Attached to Project: Security vulnerabilities
Opened by zeusvuln - 19.03.2025
Last edited by hdegorce - 20.03.2025

Summary:
An accessible phpinfo page at https://net2ftp.alwaysdata.com/skins/php.php discloses detailed configuration information about the PHP environment. This information can be leveraged by attackers to identify potential vulnerabilities, misconfigurations, and outdated software components.

Details:

PHP Version: 5.6.40
System Information:
Operating System: Linux (kernel version 6.6.30-alwaysdata)
Server API: CGI/FastCGI
Configuration Exposure:
Paths to configuration files (php.ini) and directories
Enabled/disabled PHP functions and security settings (e.g., disable_functions, open_basedir)

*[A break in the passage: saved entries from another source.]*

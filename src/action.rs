//! Action buttons attached to a notification.
//!
//! An action is either a [`ViewAction`] (open a link) or an
//! [`HttpAction`] (fire an HTTP request). Each one is serialized to a
//! single line of comma-separated `key=value` pairs; the lines of all
//! actions are joined with `"; "` into the `Actions` header. The field
//! order within a line is fixed and the receiving service's button
//! parser depends on it, so the encoding must stay byte-stable.

use serde::{Deserialize, Serialize};

use crate::error::Result;
use crate::validate::validate_url;

/// HTTP method fired by an [`HttpAction`].
///
/// Encoded on the wire as enumerated tokens, not the literal method
/// names: `Get` = `"1"`, `Post` = `"2"`, `Put` = `"3"`. These tokens are
/// stable.
#[derive(Debug, Clone, Copy, PartialEq, Eq, Default, Serialize, Deserialize)]
#[serde(rename_all = "UPPERCASE")]
pub enum HttpMethod {
    #[default]
    Get,
    Post,
    Put,
}

impl HttpMethod {
    /// Wire token carried in the `method=` field of an encoded action.
    pub fn as_str(&self) -> &'static str {
        match self {
            HttpMethod::Get => "1",
            HttpMethod::Post => "2",
            HttpMethod::Put => "3",
        }
    }
}

/// Button that opens a URL when tapped.
#[derive(Debug, Clone, Serialize, Deserialize)]
pub struct ViewAction {
    label: String,
    url: String,
    clear: bool,
}

impl ViewAction {
    /// Fails with a `Config` error when `url` is not a valid URL.
    pub fn new(label: impl Into<String>, url: impl Into<String>) -> Result<Self> {
        let url = url.into();
        validate_url("action url", &url)?;
        Ok(Self {
            label: label.into(),
            url,
            clear: false,
        })
    }

    /// Delete the notification once the button is tapped.
    pub fn clear(mut self, clear: bool) -> Self {
        self.clear = clear;
        self
    }

    fn encode(&self) -> String {
        format!(
            "view, label={}, url={}, clear={}",
            self.label, self.url, self.clear
        )
    }
}

/// Button that fires an HTTP request when tapped.
#[derive(Debug, Clone, Serialize, Deserialize)]
pub struct HttpAction {
    label: String,
    url: String,
    clear: bool,
    method: HttpMethod,
    headers: Vec<(String, String)>,
    body: Option<String>,
}

impl HttpAction {
    /// Fails with a `Config` error when `url` is not a valid URL.
    /// The method defaults to `Get`.
    pub fn new(label: impl Into<String>, url: impl Into<String>) -> Result<Self> {
        let url = url.into();
        validate_url("action url", &url)?;
        Ok(Self {
            label: label.into(),
            url,
            clear: false,
            method: HttpMethod::default(),
            headers: Vec::new(),
            body: None,
        })
    }

    /// Delete the notification once the request succeeds.
    pub fn clear(mut self, clear: bool) -> Self {
        self.clear = clear;
        self
    }

    pub fn method(mut self, method: HttpMethod) -> Self {
        self.method = method;
        self
    }

    /// Adds one header to the fired request. Headers are encoded in the
    /// order they were added.
    pub fn header(mut self, name: impl Into<String>, value: impl Into<String>) -> Self {
        self.headers.push((name.into(), value.into()));
        self
    }

    /// Body of the fired request.
    pub fn body(mut self, body: impl Into<String>) -> Self {
        self.body = Some(body.into());
        self
    }

    fn encode(&self) -> String {
        let mut line = format!(
            "http, label={}, url={}, clear={}, method={}",
            self.label,
            self.url,
            self.clear,
            self.method.as_str()
        );
        if let Some(body) = &self.body {
            line.push_str(&format!(", body={body}"));
        }
        for (name, value) in &self.headers {
            line.push_str(&format!(", headers.{name}={value}"));
        }
        line
    }
}

/// An interactive button attached to a notification.
#[derive(Debug, Clone, Serialize, Deserialize)]
#[serde(tag = "action", rename_all = "lowercase")]
pub enum Action {
    View(ViewAction),
    Http(HttpAction),
}

impl Action {
    /// Single-line wire form of this action.
    pub(crate) fn encode(&self) -> String {
        match self {
            Action::View(view) => view.encode(),
            Action::Http(http) => http.encode(),
        }
    }
}

impl std::fmt::Display for Action {
    fn fmt(&self, f: &mut std::fmt::Formatter<'_>) -> std::fmt::Result {
        write!(f, "{}", self.encode())
    }
}

impl From<ViewAction> for Action {
    fn from(action: ViewAction) -> Self {
        Action::View(action)
    }
}

impl From<HttpAction> for Action {
    fn from(action: HttpAction) -> Self {
        Action::Http(action)
    }
}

Loaded extensions and their versions
Environment details such as server API and build dates
Steps to Reproduce:
Navigate to the URL: https://net2ftp.alwaysdata.com/skins/php.php Observe that the page displays comprehensive PHP configuration details.
Impact:
Information Disclosure: The exposed details provide attackers with insights into the server configuration, which could be used to tailor further attacks.
Risk of Exploitation:
-Identification of outdated software (PHP 5.6.40 is no longer supported and may have known vulnerabilities).
-Knowledge of disabled functions and active extensions can assist in formulating targeted exploitation strategies (e.g., leveraging known vulnerabilities in specific extensions or misconfigurations).

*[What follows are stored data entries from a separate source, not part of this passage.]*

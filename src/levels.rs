//! Built-in level tables for the log handler.
//!
//! Both tables are read-only reference defaults; [`NtfyHandler`]
//! construction copies or replaces them, it never mutates them.
//!
//! [`NtfyHandler`]: crate::NtfyHandler

use std::collections::HashMap;

use log::Level;

use crate::priority::Priority;

pub(crate) const ALL_LEVELS: [Level; 5] = [
    Level::Error,
    Level::Warn,
    Level::Info,
    Level::Debug,
    Level::Trace,
];

/// Default priority pushed for each log level.
pub fn default_priorities() -> HashMap<Level, Priority> {
    HashMap::from([
        (Level::Error, Priority::High),
        (Level::Warn, Priority::High),
        (Level::Info, Priority::Default),
        (Level::Debug, Priority::Low),
        (Level::Trace, Priority::Min),
    ])
}

/// Default tags rendered alongside each level's notifications.
pub fn default_tags() -> HashMap<Level, Vec<String>> {
    HashMap::from([
        (Level::Error, vec!["broken_heart".to_string()]),
        (Level::Warn, vec!["warning".to_string()]),
        (Level::Info, vec!["artificial_satellite".to_string()]),
        (Level::Debug, vec!["speech_balloon".to_string()]),
        (Level::Trace, Vec::new()),
    ])
}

-Potential Follow-on Attacks: While phpinfo itself is not a direct vulnerability, the information disclosed could aid in other attacks, such as Local File Inclusion (LFI) or Remote Code Execution (RCE), if combined with other weaknesses.
Severity:
Risk Level: High the server also runs outdated or unpatched components and the phpinfo page is publicly accessible without any authentication or access control.
Recommendations:
-Restrict Access:
Remove or restrict access to the phpinfo page from the public internet. Consider using authentication or IP whitelisting if the page is needed for internal diagnostics.
-Update PHP:
Upgrade to a supported and secure version of PHP to mitigate potential exploits that target known vulnerabilities in PHP 5.6.40.
-Harden Configuration:
Ensure that sensitive functions (e.g., exec(), shell_exec()) are disabled if not necessary.
Review and adjust settings such as open_basedir to limit access to the file system.